Look through the entries below and count the lines with the word "display" in them; give only the number.

━━━━━━━━━━━━━━━━━━━━

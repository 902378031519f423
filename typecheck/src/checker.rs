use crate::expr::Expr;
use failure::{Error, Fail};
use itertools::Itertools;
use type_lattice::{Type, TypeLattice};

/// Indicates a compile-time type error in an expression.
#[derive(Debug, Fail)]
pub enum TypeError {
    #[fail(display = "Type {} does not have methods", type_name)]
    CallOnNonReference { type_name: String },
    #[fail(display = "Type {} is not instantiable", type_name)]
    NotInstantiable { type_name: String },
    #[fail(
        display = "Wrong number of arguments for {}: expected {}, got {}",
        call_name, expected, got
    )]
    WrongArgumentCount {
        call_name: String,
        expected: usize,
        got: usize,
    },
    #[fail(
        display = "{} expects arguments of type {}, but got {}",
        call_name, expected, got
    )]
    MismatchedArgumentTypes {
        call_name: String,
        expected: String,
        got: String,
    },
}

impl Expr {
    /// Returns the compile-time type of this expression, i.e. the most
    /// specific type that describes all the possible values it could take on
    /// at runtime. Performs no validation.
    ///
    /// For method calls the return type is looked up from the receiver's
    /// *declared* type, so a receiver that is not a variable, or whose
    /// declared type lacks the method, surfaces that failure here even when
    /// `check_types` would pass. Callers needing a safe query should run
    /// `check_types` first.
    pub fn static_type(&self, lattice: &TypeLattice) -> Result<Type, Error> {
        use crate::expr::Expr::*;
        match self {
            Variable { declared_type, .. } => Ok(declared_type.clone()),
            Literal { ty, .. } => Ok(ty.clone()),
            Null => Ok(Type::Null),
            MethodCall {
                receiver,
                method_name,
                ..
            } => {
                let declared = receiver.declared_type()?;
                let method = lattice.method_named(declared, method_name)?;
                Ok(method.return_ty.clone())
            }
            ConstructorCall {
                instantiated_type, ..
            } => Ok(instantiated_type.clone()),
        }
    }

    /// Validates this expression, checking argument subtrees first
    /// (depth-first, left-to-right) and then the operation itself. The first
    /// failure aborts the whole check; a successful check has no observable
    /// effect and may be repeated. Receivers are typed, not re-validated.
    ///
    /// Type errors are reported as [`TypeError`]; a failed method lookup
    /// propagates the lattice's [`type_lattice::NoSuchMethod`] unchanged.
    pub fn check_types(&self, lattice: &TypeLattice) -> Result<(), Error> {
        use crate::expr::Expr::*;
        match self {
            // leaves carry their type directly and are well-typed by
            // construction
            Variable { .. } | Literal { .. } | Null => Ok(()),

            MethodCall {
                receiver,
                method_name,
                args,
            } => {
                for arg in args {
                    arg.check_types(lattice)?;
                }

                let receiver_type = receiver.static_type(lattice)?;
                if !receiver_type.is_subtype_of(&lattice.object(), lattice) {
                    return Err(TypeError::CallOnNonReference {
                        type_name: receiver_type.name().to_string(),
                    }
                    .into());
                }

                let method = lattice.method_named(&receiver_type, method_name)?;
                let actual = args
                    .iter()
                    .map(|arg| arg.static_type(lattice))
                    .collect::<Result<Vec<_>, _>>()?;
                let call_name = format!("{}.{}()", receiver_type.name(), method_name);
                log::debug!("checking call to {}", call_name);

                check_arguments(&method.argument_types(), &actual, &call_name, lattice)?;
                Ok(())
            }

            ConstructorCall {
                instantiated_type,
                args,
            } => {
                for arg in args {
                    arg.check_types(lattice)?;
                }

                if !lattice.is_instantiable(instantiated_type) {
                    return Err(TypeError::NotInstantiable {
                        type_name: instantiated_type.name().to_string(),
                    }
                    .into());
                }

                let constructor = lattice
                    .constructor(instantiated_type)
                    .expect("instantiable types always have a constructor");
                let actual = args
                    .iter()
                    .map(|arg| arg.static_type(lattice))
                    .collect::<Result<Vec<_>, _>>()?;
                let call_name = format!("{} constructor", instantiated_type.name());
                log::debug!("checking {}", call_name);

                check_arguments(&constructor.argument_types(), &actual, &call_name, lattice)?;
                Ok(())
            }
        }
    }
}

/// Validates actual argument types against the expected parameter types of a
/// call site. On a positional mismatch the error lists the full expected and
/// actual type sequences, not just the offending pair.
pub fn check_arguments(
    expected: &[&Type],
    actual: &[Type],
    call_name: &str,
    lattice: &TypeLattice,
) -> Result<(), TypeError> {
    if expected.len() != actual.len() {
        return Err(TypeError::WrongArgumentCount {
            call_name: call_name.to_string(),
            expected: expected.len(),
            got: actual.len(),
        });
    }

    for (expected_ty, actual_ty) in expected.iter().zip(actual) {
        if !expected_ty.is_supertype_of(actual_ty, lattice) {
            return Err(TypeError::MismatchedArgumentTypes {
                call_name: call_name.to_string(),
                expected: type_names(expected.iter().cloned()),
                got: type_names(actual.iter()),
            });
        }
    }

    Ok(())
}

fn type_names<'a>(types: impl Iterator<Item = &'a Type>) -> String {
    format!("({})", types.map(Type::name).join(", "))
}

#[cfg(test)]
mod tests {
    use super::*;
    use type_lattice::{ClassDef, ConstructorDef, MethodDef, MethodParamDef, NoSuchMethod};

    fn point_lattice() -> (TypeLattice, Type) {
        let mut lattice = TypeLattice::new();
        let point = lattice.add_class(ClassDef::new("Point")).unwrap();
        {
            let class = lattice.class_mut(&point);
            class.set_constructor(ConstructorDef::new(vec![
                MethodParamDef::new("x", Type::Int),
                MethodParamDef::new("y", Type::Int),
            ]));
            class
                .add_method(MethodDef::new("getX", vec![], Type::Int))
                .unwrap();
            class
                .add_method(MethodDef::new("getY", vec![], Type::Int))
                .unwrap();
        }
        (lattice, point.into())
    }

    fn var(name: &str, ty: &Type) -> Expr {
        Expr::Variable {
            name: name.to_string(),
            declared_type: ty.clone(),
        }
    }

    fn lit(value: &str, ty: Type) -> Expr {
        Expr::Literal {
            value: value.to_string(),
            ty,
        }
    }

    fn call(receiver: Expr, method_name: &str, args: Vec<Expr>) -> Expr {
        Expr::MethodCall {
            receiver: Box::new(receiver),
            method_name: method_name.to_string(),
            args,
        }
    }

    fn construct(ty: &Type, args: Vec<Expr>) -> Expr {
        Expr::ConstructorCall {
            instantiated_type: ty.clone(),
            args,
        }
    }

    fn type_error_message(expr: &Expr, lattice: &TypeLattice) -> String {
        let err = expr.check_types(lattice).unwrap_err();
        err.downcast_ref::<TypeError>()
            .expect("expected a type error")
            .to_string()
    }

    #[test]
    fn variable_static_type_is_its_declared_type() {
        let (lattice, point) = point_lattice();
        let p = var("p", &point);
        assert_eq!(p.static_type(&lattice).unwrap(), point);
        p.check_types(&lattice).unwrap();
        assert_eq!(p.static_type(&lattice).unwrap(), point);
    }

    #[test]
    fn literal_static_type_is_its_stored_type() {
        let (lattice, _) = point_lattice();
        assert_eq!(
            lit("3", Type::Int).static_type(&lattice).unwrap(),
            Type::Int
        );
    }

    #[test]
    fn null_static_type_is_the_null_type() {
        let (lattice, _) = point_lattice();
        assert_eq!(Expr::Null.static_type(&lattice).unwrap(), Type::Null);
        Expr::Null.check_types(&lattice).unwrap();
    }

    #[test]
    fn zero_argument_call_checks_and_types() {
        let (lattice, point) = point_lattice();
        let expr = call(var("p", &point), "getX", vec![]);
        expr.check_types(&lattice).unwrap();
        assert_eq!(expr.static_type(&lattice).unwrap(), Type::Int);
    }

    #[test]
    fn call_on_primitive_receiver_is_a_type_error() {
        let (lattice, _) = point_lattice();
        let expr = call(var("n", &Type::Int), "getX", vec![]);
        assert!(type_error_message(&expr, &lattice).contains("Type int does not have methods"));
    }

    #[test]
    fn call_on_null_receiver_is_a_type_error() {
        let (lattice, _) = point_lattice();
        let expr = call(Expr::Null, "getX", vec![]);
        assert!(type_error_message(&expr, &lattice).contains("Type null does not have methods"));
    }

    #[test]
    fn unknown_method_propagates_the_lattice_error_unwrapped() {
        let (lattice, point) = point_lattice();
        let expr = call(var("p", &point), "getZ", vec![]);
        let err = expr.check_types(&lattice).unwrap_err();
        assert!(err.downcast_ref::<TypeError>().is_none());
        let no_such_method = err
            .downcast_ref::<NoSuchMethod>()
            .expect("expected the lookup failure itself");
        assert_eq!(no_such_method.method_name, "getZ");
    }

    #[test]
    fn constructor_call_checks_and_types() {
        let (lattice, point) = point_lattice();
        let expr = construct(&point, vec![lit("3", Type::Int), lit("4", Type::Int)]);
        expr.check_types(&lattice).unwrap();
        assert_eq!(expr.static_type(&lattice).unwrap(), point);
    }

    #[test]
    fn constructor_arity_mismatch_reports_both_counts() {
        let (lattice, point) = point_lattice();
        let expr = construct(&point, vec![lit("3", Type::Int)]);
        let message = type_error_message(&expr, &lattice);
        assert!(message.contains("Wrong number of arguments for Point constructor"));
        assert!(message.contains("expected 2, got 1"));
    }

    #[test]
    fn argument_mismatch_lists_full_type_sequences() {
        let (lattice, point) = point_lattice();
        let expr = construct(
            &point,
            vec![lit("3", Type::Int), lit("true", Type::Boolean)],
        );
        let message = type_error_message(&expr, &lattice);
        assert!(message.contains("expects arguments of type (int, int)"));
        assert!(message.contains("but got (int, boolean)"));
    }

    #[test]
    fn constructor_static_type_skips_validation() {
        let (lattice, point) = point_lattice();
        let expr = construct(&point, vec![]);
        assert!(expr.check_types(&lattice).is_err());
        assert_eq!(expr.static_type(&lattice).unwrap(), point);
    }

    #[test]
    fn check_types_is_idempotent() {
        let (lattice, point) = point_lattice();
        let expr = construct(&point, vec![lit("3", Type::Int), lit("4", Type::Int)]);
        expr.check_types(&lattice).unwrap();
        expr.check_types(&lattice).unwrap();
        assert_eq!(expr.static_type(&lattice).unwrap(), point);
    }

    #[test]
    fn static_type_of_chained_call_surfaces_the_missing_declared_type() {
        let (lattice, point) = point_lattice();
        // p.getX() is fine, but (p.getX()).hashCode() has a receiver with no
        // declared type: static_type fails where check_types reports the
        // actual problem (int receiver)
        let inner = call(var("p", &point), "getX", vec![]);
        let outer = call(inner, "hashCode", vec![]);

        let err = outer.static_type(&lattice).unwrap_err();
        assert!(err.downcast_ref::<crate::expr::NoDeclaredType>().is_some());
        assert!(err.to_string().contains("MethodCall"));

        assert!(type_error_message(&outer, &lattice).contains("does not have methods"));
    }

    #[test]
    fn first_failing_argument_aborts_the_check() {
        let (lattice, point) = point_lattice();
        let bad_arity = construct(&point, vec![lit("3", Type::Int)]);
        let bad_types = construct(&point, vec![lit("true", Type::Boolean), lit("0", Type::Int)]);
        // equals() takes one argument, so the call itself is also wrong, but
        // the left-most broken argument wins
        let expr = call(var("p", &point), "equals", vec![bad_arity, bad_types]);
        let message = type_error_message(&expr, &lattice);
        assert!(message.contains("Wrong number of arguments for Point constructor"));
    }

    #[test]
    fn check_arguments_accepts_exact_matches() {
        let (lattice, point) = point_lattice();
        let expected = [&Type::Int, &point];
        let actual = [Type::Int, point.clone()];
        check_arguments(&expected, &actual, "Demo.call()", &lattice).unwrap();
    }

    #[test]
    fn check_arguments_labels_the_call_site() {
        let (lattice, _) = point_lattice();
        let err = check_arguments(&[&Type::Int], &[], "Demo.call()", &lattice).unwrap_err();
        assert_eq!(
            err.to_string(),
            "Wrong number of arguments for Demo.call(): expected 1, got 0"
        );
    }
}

━━━━━━━━━━━━━━━━━━━━

## Answer section
4